Yep. Notwithstanding that Safari's Web inspector looks much better than that of course. 

Although, the Windows version of Safari doesn't have this, so it is indeed a great feature to look forward to on the Windows end.


----------



## blackpearl (Sep 3, 2008)

Try opening a page containg a big animated GIF, 500kb or something, and watch how CPU usgae shoots up.

No feed support
No adblock
No proper status bar. Can't tell what's loading, how much left.
Can't add additional search engine

*FAIL!*


----------



## tcube (Sep 3, 2008)

Hey Chrome even copied the Paste and Go feature from Opera!!!


----------



## Hitboxx (Sep 3, 2008)

And it opens up different instances of itself as new tabs are opened, probably the sandbox thing!

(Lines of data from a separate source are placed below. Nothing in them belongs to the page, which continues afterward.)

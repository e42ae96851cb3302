//! Release physics and the momentum run
//!
//! [`Projection`] turns a release into a stop distance and duration.
//! [`Momentum`] is a time-based tween from the release pointer position to
//! that target. It never schedules itself; the window samples it once per
//! host frame and drops it on cancel, so a cancelled run cannot write again.

use std::time::{Duration, Instant};

use mother_model::Vec2;

/// Stop distance and duration projected from a release.
#[derive(Debug, Clone, Copy, PartialEq)]
pub struct Projection {
    /// Release speed after capping (px/ms).
    pub speed: f64,
    /// Signed distance (px) the pointer keeps travelling.
    pub distance: f64,
    /// Time (ms) until the motion stops.
    pub duration_ms: f64,
}

impl Projection {
    /// Project a release of `displacement` px over `elapsed`.
    ///
    /// `speed = min(|d| / t, max_speed)`,
    /// `distance = sign(d) * speed² / (2 * friction)`,
    /// `duration = speed / friction`.
    ///
    /// Returns `None` for an instantaneous release (zero elapsed time), a
    /// motionless one, or a non-positive friction.
    pub fn from_release(
        displacement: f64,
        elapsed: Duration,
        max_speed: f64,
        friction: f64,
    ) -> Option<Self> {
        let elapsed_ms = elapsed.as_secs_f64() * 1000.0;
        if elapsed_ms <= 0.0 || friction <= 0.0 || displacement == 0.0 {
            return None;
        }
        let speed = (displacement.abs() / elapsed_ms).min(max_speed);
        if !speed.is_finite() || speed <= 0.0 {
            return None;
        }
        Some(Self {
            speed,
            distance: displacement.signum() * speed * speed / (2.0 * friction),
            duration_ms: speed / friction,
        })
    }

    pub fn duration(&self) -> Duration {
        Duration::from_secs_f64(self.duration_ms / 1000.0)
    }
}

/// Why a momentum run is in flight.
#[derive(Debug, Clone, Copy, PartialEq, Eq, Default)]
pub enum MomentumKind {
    /// Inertial decay after a fast release.
    #[default]
    Inertia,
    /// Fixed-duration return to a configured edge.
    Bounce,
}

/// One interpolated pointer position.
#[derive(Debug, Clone, Copy, PartialEq)]
pub struct MomentumFrame {
    pub point: Vec2,
    /// The run reached its target on this frame.
    pub finished: bool,
}

/// A polled tween between two pointer positions.
///
/// Nothing runs on its own; [`Momentum::sample`] is called once per frame
/// and dropping the run (`cancel`) guarantees no further writes.
#[derive(Debug, Clone)]
pub struct Momentum {
    active: bool,
    kind: MomentumKind,
    from: Vec2,
    to: Vec2,
    started_at: Instant,
    duration_ms: f64,
}

impl Default for Momentum {
    fn default() -> Self {
        Self {
            active: false,
            kind: MomentumKind::Inertia,
            from: Vec2::ZERO,
            to: Vec2::ZERO,
            started_at: Instant::now(),
            duration_ms: 0.0,
        }
    }
}

impl Momentum {
    pub fn new() -> Self {
        Self::default()
    }

    pub fn is_active(&self) -> bool {
        self.active
    }

    pub fn kind(&self) -> MomentumKind {
        self.kind
    }

    pub fn target(&self) -> Vec2 {
        self.to
    }

    pub fn start(
        &mut self,
        kind: MomentumKind,
        from: Vec2,
        to: Vec2,
        duration: Duration,
        now: Instant,
    ) {
        self.active = true;
        self.kind = kind;
        self.from = from;
        self.to = to;
        self.started_at = now;
        self.duration_ms = duration.as_secs_f64() * 1000.0;
    }

    /// Pointer position at `fraction` of the run, eased out.
    pub fn point_at(&self, fraction: f64) -> Vec2 {
        let eased = ease_out_circ(fraction);
        self.from + self.to.delta(self.from) * eased
    }

    /// Returns the next frame when running, or `None` when inactive.
    pub fn sample(&mut self, now: Instant) -> Option<MomentumFrame> {
        if !self.active {
            return None;
        }
        let elapsed_ms =
            now.saturating_duration_since(self.started_at).as_secs_f64()
                * 1000.0;
        if elapsed_ms >= self.duration_ms {
            self.active = false;
            return Some(MomentumFrame {
                point: self.to,
                finished: true,
            });
        }
        let fraction = (elapsed_ms / self.duration_ms).clamp(0.0, 1.0);
        Some(MomentumFrame {
            point: self.point_at(fraction),
            finished: false,
        })
    }

    /// Cancel the current run immediately.
    pub fn cancel(&mut self) {
        self.active = false;
    }
}

/// `sqrt(1 - (1 - t)²)`: fast start, gentle stop.
pub fn ease_out_circ(t: f64) -> f64 {
    let t = t.clamp(0.0, 1.0);
    let inv = 1.0 - t;
    (1.0 - inv * inv).sqrt()
}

*www.imgx.org/pthumbs/square/10937/chrom.jpg


----------



## hellknight (Sep 3, 2008)

@goobimama.. on which platform you tested?? Mac i think so.. on windows its not running.. at least not on Vista.. 

@blackpearl.. pehle version main sab kuch chahiye kya??


----------



## RCuber (Sep 3, 2008)

goobimama said:


> Yep. Notwithstanding that Safari's Web inspector looks much better than that of course.
> 
> Although, the Windows version of Safari doesn't have this, so it is indeed a great feature to look forward to on the Windows end.


Thanks .. I expected this cause it looked like it was inspired from safari the very moment I saw that page. The following confirmed my doubts.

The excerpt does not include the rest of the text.